Telomeres play a direct role in a person’s biological clock of aging. Telomeres shorten whenever a cell divides, decreasing protection of the chromosomes. After a certain number of divisions, one of two things happens:
- The chromosomes become damaged and genetically unstable to the point that the cells can’t divide anymore — a state called senescence.
- The cells trigger a self-destruct program, known as apoptosis, ending the life of the cell.
An enzyme called telomerase helps manage telomere length. It is active in stem cells, keeping them alive and resilient so they can continually replenish organs and blood. Telomerase is silenced in most normal cells created by stem cells.
However, telomerase is also active in an estimated 85% to 95% of human cancer cells. As a result, cancer cells essentially become immortal. For this reason, some have called telomerase the “immortality enzyme.”
“Telomerase is a core driver of cancer, it’s involved in increased risk of developing cancer, and it influences toxicities from treatments for cancer,” says Dana-Farber investigator R. Coleman Lindsley, MD, PhD. “It’s a central process and a big focus of our research at Dana-Farber.”
What research is underway regarding telomerase and cancer?
Telomerase has been seen as an attractive target for cancer therapeutics, but development of telomerase inhibitors has proved challenging. At present, there are no clinically approved strategies to exploit telomerase as a cancer therapy target.
Lindsley’s research focuses on a gene called TERT, which provides instructions for the production of telomerase. Variations in TERT can influence how active telomerase is in cells. Some TERT variants passed down through families result in an inherited higher risk of cancers such as melanoma, a skin cancer, and myelodysplastic syndrome (MDS), a blood cancer.

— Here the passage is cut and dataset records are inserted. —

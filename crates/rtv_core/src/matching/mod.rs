//! Assignment strategies: pick one visit per vehicle from the RTV graph.
//!
//! Both strategies consume the same [`AssignmentInput`] and produce an
//! [`Assignment`]; [`Assignment::resolve`] turns it into the serviced,
//! rejected, displaced and disrupted sets of a round.

pub mod exact;
pub mod greedy;
pub mod result;

use crate::config::{AssignmentKind, MatchingConfig};
use crate::graph::RtvGraph;
use crate::model::{Request, RequestId, Vehicle, VehicleId};

pub use exact::ExactAssignment;
pub use greedy::GreedyAssignment;
pub use result::{Assignment, AssignmentOutcome, Resolution};

/// Everything a strategy may look at.
#[derive(Clone, Copy)]
pub struct AssignmentInput<'a> {
    pub rtv: &'a RtvGraph,
    pub requests: &'a [Request],
    pub vehicles: &'a [Vehicle],
}

impl<'a> AssignmentInput<'a> {
    pub fn new(rtv: &'a RtvGraph, requests: &'a [Request], vehicles: &'a [Vehicle]) -> Self {
        Self {
            rtv,
            requests,
            vehicles,
        }
    }

    /// Round requests currently riding on `vehicle`'s visit, sorted.
    pub fn retained_by(&self, vehicle: VehicleId) -> Vec<RequestId> {
        let mut retained: Vec<RequestId> = self
            .requests
            .iter()
            .filter(|request| request.assigned_vehicle == Some(vehicle))
            .map(|request| request.id)
            .collect();
        retained.sort_unstable();
        retained
    }

    /// Requests that must be covered this round.
    pub fn committed(&self) -> impl Iterator<Item = &'a Request> + 'a {
        self.requests.iter().filter(|request| request.previously_assigned)
    }
}

/// Trait for strategies selecting at most one visit per vehicle.
pub trait AssignmentStrategy: Send + Sync {
    /// Short name used in logs and experiment output.
    fn name(&self) -> &'static str;

    /// Choose one visit for every vehicle of the round.
    ///
    /// # Arguments
    ///
    /// * `input` - RTV graph of the round with the request and vehicle snapshots it was built from
    ///
    /// # Returns
    ///
    /// An [`Assignment`] holding exactly one visit per vehicle (degenerate when
    /// the vehicle serves nobody new) and no request in two chosen visits.
    /// Strategies never fail: backend errors and infeasible models end in a
    /// fallback assignment, reported through [`AssignmentOutcome`].
    fn assign(&self, input: &AssignmentInput<'_>) -> Assignment;
}

/// Build the strategy selected by `config`.
pub fn strategy_for(config: &MatchingConfig) -> Box<dyn AssignmentStrategy> {
    match config.assignment {
        AssignmentKind::Exact => Box::new(ExactAssignment::from_config(config)),
        AssignmentKind::Greedy => Box::new(GreedyAssignment::new()),
    }
}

In research investigating the relationship between inherited TERT mutations and the development of blood cancers, Lindsley’s team examined a registry of patients who received stem cell transplants for MDS. They found that 3 to 4 percent of the patients had inherited mutations affecting telomere maintenance, including 2 to 3 percent with TERT mutations. In addition, those patients tended to develop MDS 5 to 10 years earlier and had shorter telomeres.

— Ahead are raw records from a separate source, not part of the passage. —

use std::cmp::Ordering;
use std::collections::BinaryHeap;

use bevy_ecs::prelude::Resource;

use crate::model::Seconds;

#[derive(Debug, Clone, Copy, PartialEq, Eq, PartialOrd, Ord)]
pub enum RoundEventKind {
    /// Execute visits up to the event time.
    Progress,
    /// Run one assignment round.
    Assignment,
}

#[derive(Debug, Clone, Copy, PartialEq, Eq)]
pub struct RoundEvent {
    pub at: Seconds,
    pub kind: RoundEventKind,
}

impl Ord for RoundEvent {
    fn cmp(&self, other: &Self) -> Ordering {
        // Reverse ordering to make BinaryHeap a min-heap by time; progress
        // runs before assignment at the same instant.
        other
            .at
            .cmp(&self.at)
            .then_with(|| other.kind.cmp(&self.kind))
    }
}

impl PartialOrd for RoundEvent {
    fn partial_cmp(&self, other: &Self) -> Option<Ordering> {
        Some(self.cmp(other))
    }
}

/// Event being processed by the current schedule run.
#[derive(Debug, Clone, Copy, Resource)]
pub struct CurrentRound(pub RoundEvent);

#[derive(Debug, Default, Resource)]
pub struct RoundClock {
    now: Seconds,
    events: BinaryHeap<RoundEvent>,
}

impl RoundClock {
    pub fn now(&self) -> Seconds {
        self.now
    }

    pub fn schedule(&mut self, event: RoundEvent) {
        debug_assert!(event.at >= self.now, "event time must be >= current time");
        self.events.push(event);
    }

    pub fn schedule_at(&mut self, at: Seconds, kind: RoundEventKind) {
        self.schedule(RoundEvent { at, kind });
    }

    pub fn schedule_in(&mut self, secs: Seconds, kind: RoundEventKind) {
        self.schedule_at(self.now.saturating_add(secs), kind);
    }

    pub fn next_event_time(&self) -> Option<Seconds> {
        self.events.peek().map(|event| event.at)
    }

    pub fn pop_next(&mut self) -> Option<RoundEvent> {
        let event = self.events.pop()?;
        self.now = event.at;
        Some(event)
    }

    pub fn is_empty(&self) -> bool {
        self.events.is_empty()
    }
}

#[cfg(test)]
mod tests {
    use super::*;

    #[test]
    fn clock_pops_events_in_time_order() {
        let mut clock = RoundClock::default();
        clock.schedule_at(60, RoundEventKind::Assignment);
        clock.schedule_at(30, RoundEventKind::Assignment);
        clock.schedule_at(60, RoundEventKind::Progress);

        let first = clock.pop_next().expect("first event");
        assert_eq!(first.at, 30);
        assert_eq!(clock.now(), 30);

        let second = clock.pop_next().expect("second event");
        assert_eq!(second.kind, RoundEventKind::Progress);
        assert_eq!(clock.next_event_time(), Some(60));

        let third = clock.pop_next().expect("third event");
        assert_eq!(third.kind, RoundEventKind::Assignment);
        assert_eq!(clock.now(), 60);

        assert!(clock.pop_next().is_none());
        assert!(clock.is_empty());
    }
}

Lindsley’s lab is continuing this research to learn more about these mutations and their influence on blood cancer development and outcomes.
What research is underway regarding telomeres and cancer?
Lindsley has found that telomere length in blood cells could influence outcomes for patients with blood cancer who undergo stem cell transplantation. His lab’s research has shown that telomere length is an important factor in both the blood cells of the donor and the recipient of the transplanted cells.
Telomeres in stem cell transplant recipients:
Lindsley studied blood telomere length in a large registry of stem cell transplant recipients being treated for MDS. Recipients with short blood telomeres had a much higher risk of dying from a complication of their transplant, even if they did not relapse.
Short telomeres in the patient’s blood cells could indicate that the patient’s stem cells are generally less resilient, making it harder for the patient to tolerate the transplant. For example, if a transplant recipient experiences toxicities in the gut after a transplant, their gut stem cells won’t be as capable of repairing the organ if they have short telomeres.
In the study, patients with short telomeres who received reduced intensity transplants had better outcomes. The research could lead to increased personalization that includes telomere assessment to guide treatment decisions.
More research is required to develop clinical telomere assessments, which currently are only done in research labs, and validate the approach in clinical trials.
Telomeres in stem cell transplant donors:
Donors of blood stem cells tend to be selected based on their chronological age and how well the cells match with the recipient immunologically. Based on Lindsley’s research, telomere length could add a biological aging dimension to that assessment.
In a study of more than 7,000 patients who received stem cell transplant for MDS, AML, or acute lymphoblastic leukemia (ALL), the team found that donor cells with shorter telomeres were associated with higher levels of mortality for stem cell recipients.
“We currently use chronological age as a donor screening tool,” says Lindsley, who partnered with the NMDP on this study as part of an effort to improve precision in donor selection. “But we’re investigating the possibility of adding a dimension to that based on telomere length.”
More research is required before this approach is implemented in the clinic.